Build your mentoring and advising skills and become a Winter Advisor for new undergraduate students at UMBC. Deadline: December 10, 2010.  Details on MyUMBC:


SEMINAR: Preparing for Spring 2011 GRADUATION: Rules, Regulations, and Forms

Friday, 12/10/10. 12 noon – 1 PM. Commons 331

Presenters: Office of Progressions for the UMBC Graduate School



Workshop-Dissertation House – On Campus
Winter Session, UMBC Campus only
Tuesday, January 18 – Friday, January 21, 2011, 9 AM- 5 PM

Commons 329 & 327

RSVP: and fill out the application on that site.

For more information about the Dissertation House, visit

  1. During this seminar Dr. Spence informed us on the various learning styles. Based on the “kite” activity my learning style from David Kolb’s Model leaned more towards the Concrete Experience, this is not a surprise because I prefer concrete examples.

    I would incorporate demonstrations to in my lesson plan involving concrete examples. For the water filtration exercise I would propose to show the students the difference between clean-purified water and unclean water. Then give the students a quick project to create a device to purify water with some restrictions. Then the students would bring their final products in class to demonstrate and we would evaluate, some of the reasons why certain techniques are preferred. This would help the students learn how water filtration works in a practical manner. This information is mirrored on the PROF-it Professors-in-Training Blackboard site at UMBC.

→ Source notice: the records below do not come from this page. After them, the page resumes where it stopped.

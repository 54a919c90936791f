//! Chronological collection of snapshots.
//!
//! Dated snapshots are kept in ascending date order. When two snapshots
//! resolve to the same date, the one added last replaces the earlier one;
//! the replaced snapshot's name is retained in [`superseded`]. Undated
//! snapshots are kept in insertion order outside the series and remain
//! reachable by name for single-file views.
//!
//! [`superseded`]: PeriodRepository::superseded

use std::collections::BTreeMap;

use chrono::NaiveDate;
use tracing::{debug, warn};

use crate::error::{Error, Result};
use crate::models::Period;
use crate::snapshot::Snapshot;

#[derive(Debug, Clone, Default)]
pub struct PeriodRepository {
    dated: BTreeMap<NaiveDate, Snapshot>,
    undated: Vec<Snapshot>,
    superseded: Vec<String>,
}

impl PeriodRepository {
    pub fn new() -> Self {
        Self::default()
    }

    /// Add a snapshot under its own period.
    ///
    /// Returns the snapshot it replaced, if one already held that date.
    pub fn add(&mut self, snapshot: Snapshot) -> Option<Snapshot> {
        match snapshot.period() {
            Period::Dated(date) => {
                debug!(%date, name = snapshot.name(), rows = snapshot.len(), "adding period");
                let replaced = self.dated.insert(date, snapshot);
                if let Some(old) = &replaced {
                    warn!(%date, superseded = old.name(), "duplicate period, keeping last ingested");
                    self.superseded.push(old.name().to_string());
                }
                replaced
            }
            Period::Unknown => {
                debug!(name = snapshot.name(), "adding undated snapshot");
                self.undated.push(snapshot);
                None
            }
        }
    }

    /// Most recent dated snapshot; falls back to the last undated one
    /// added when nothing is dated.
    pub fn latest(&self) -> Option<&Snapshot> {
        self.dated
            .values()
            .next_back()
            .or_else(|| self.undated.last())
    }

    /// The chronological series, ascending by date.
    pub fn all(&self) -> impl DoubleEndedIterator<Item = (NaiveDate, &Snapshot)> {
        self.dated.iter().map(|(d, s)| (*d, s))
    }

    pub fn get(&self, date: NaiveDate) -> Option<&Snapshot> {
        self.dated.get(&date)
    }

    /// Snapshot for `date`, or [`Error::NotFound`].
    pub fn require(&self, date: NaiveDate) -> Result<&Snapshot> {
        self.get(date).ok_or(Error::NotFound { period: date })
    }

    /// Snapshots for two dates, in the order requested.
    pub fn pair(&self, a: NaiveDate, b: NaiveDate) -> Result<(&Snapshot, &Snapshot)> {
        Ok((self.require(a)?, self.require(b)?))
    }

    /// The two most recent dated snapshots as `(earlier, later)`.
    pub fn latest_pair(&self) -> Option<(&Snapshot, &Snapshot)> {
        let mut rev = self.dated.values().rev();
        let later = rev.next()?;
        let earlier = rev.next()?;
        Some((earlier, later))
    }

    /// The dated snapshot immediately before `date`.
    pub fn previous(&self, date: NaiveDate) -> Option<&Snapshot> {
        self.dated.range(..date).next_back().map(|(_, s)| s)
    }

    pub fn undated(&self) -> &[Snapshot] {
        &self.undated
    }

    /// Any snapshot (dated or not) by source name.
    pub fn find_by_name(&self, name: &str) -> Option<&Snapshot> {
        self.dated
            .values()
            .chain(self.undated.iter())
            .find(|s| s.name() == name)
    }

    /// Names of snapshots replaced by a later file with the same date.
    pub fn superseded(&self) -> &[String] {
        &self.superseded
    }

    /// Number of dated periods.
    pub fn period_count(&self) -> usize {
        self.dated.len()
    }

    /// Total usable snapshots, dated and undated.
    pub fn len(&self) -> usize {
        self.dated.len() + self.undated.len()
    }

    pub fn is_empty(&self) -> bool {
        self.len() == 0
    }
}

#[cfg(test)]
mod tests {
    use super::*;
    use crate::models::KeywordRow;

    fn date(y: i32, m: u32, d: u32) -> NaiveDate {
        NaiveDate::from_ymd_opt(y, m, d).unwrap()
    }

    fn snap(name: &str, period: Period) -> Snapshot {
        Snapshot::from_rows(name, period, vec![KeywordRow::new(name, 1.0, 1, 0)])
    }

    #[test]
    fn test_all_is_sorted_ascending() {
        let mut repo = PeriodRepository::new();
        repo.add(snap("mar", Period::Dated(date(2025, 3, 1))));
        repo.add(snap("jan", Period::Dated(date(2025, 1, 1))));
        repo.add(snap("feb", Period::Dated(date(2025, 2, 1))));

        let names: Vec<&str> = repo.all().map(|(_, s)| s.name()).collect();
        assert_eq!(names, vec!["jan", "feb", "mar"]);
        assert_eq!(repo.latest().unwrap().name(), "mar");
    }

    #[test]
    fn test_duplicate_date_last_ingested_wins() {
        let mut repo = PeriodRepository::new();
        let d = date(2025, 5, 5);
        assert!(repo.add(snap("first", Period::Dated(d))).is_none());
        let replaced = repo.add(snap("second", Period::Dated(d))).unwrap();

        assert_eq!(replaced.name(), "first");
        assert_eq!(repo.get(d).unwrap().name(), "second");
        assert_eq!(repo.superseded(), &["first".to_string()]);
        assert_eq!(repo.period_count(), 1);
    }

    #[test]
    fn test_pair_not_found() {
        let mut repo = PeriodRepository::new();
        repo.add(snap("a", Period::Dated(date(2025, 1, 1))));
        let missing = date(2025, 1, 2);
        match repo.pair(date(2025, 1, 1), missing) {
            Err(Error::NotFound { period }) => assert_eq!(period, missing),
            other => panic!("expected NotFound, got {other:?}"),
        }
    }

    #[test]
    fn test_undated_kept_outside_series() {
        let mut repo = PeriodRepository::new();
        repo.add(snap("undated.csv", Period::Unknown));
        assert_eq!(repo.period_count(), 0);
        assert_eq!(repo.len(), 1);
        assert_eq!(repo.latest().unwrap().name(), "undated.csv");
        assert!(repo.find_by_name("undated.csv").is_some());

        repo.add(snap("dated.csv", Period::Dated(date(2024, 6, 1))));
        assert_eq!(repo.latest().unwrap().name(), "dated.csv");
    }

    #[test]
    fn test_latest_pair_and_previous() {
        let mut repo = PeriodRepository::new();
        assert!(repo.latest_pair().is_none());
        repo.add(snap("a", Period::Dated(date(2025, 1, 1))));
        assert!(repo.latest_pair().is_none());
        repo.add(snap("b", Period::Dated(date(2025, 2, 1))));
        repo.add(snap("c", Period::Dated(date(2025, 3, 1))));

        let (earlier, later) = repo.latest_pair().unwrap();
        assert_eq!((earlier.name(), later.name()), ("b", "c"));
        assert_eq!(repo.previous(date(2025, 3, 1)).unwrap().name(), "b");
        assert!(repo.previous(date(2025, 1, 1)).is_none());
    }

    #[test]
    fn test_empty_repository() {
        let repo = PeriodRepository::new();
        assert!(repo.is_empty());
        assert!(repo.latest().is_none());
    }
}
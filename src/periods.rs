use anyhow::Result;

use crate::config::Config;
use crate::ingest::{run_ingest, IngestReport, NO_DATA_MESSAGE};

pub fn list_periods(config: &Config) -> Result<()> {
    let report = run_ingest(config)?;
    print_report(&report);
    Ok(())
}

fn print_report(report: &IngestReport) {
    let repo = &report.repository;

    if report.is_empty() {
        println!("{}", NO_DATA_MESSAGE);
    } else {
        println!(
            "{:<12} {:>9} {:>8} {:>8}   FILE",
            "PERIOD", "KEYWORDS", "DROPPED", "MERGED"
        );
        for (date, snapshot) in repo.all() {
            let stats = snapshot.stats();
            println!(
                "{:<12} {:>9} {:>8} {:>8}   {}",
                date.format("%Y-%m-%d").to_string(),
                snapshot.len(),
                stats.rows_dropped,
                stats.duplicates_merged,
                snapshot.name()
            );
        }
        for snapshot in repo.undated() {
            let stats = snapshot.stats();
            println!(
                "{:<12} {:>9} {:>8} {:>8}   {}",
                "undated",
                snapshot.len(),
                stats.rows_dropped,
                stats.duplicates_merged,
                snapshot.name()
            );
        }
    }

    if !repo.superseded().is_empty() {
        println!();
        println!("Superseded (same period, replaced by a later file):");
        for name in repo.superseded() {
            println!("  {}", name);
        }
    }

    if !report.skipped.is_empty() {
        println!();
        println!("Skipped:");
        for skipped in &report.skipped {
            println!("  {}: {}", skipped.path.display(), skipped.reason);
        }
    }

    println!();
    println!(
        "{} files seen, {} periods, {} undated",
        report.files_seen,
        repo.period_count(),
        repo.undated().len()
    );
    println!("fingerprint: {}", report.fingerprint);
}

  2. 1. What is your learning style? Was this a surprise to you?

    I am a converger. When I read the description I was in agreement with what it said about my learning style. The question ‘How?’ is very poignant to me. I require the knowledge of how to do some thing or how does some thing function. I think this is what makes me interested in research because I want to understand, for instance, how a specific mechanism in the body works.

    2. Imagine you are teaching a class of 30 students. This can be the same class that you were “teaching” in November for Dr Tull’s session. Having learned about Teaching and Learning styles today, what kind of activities will you incorporate into your lesson plan? Keep your topic broad or deep enough to cover a two-week period, so you assume that you have at least 4 class times.

    Properties of Water – topic

    I would like to do a few experimental sessions about the properties of water.

    Class 1: Experiment 1: Water is the universal solvent?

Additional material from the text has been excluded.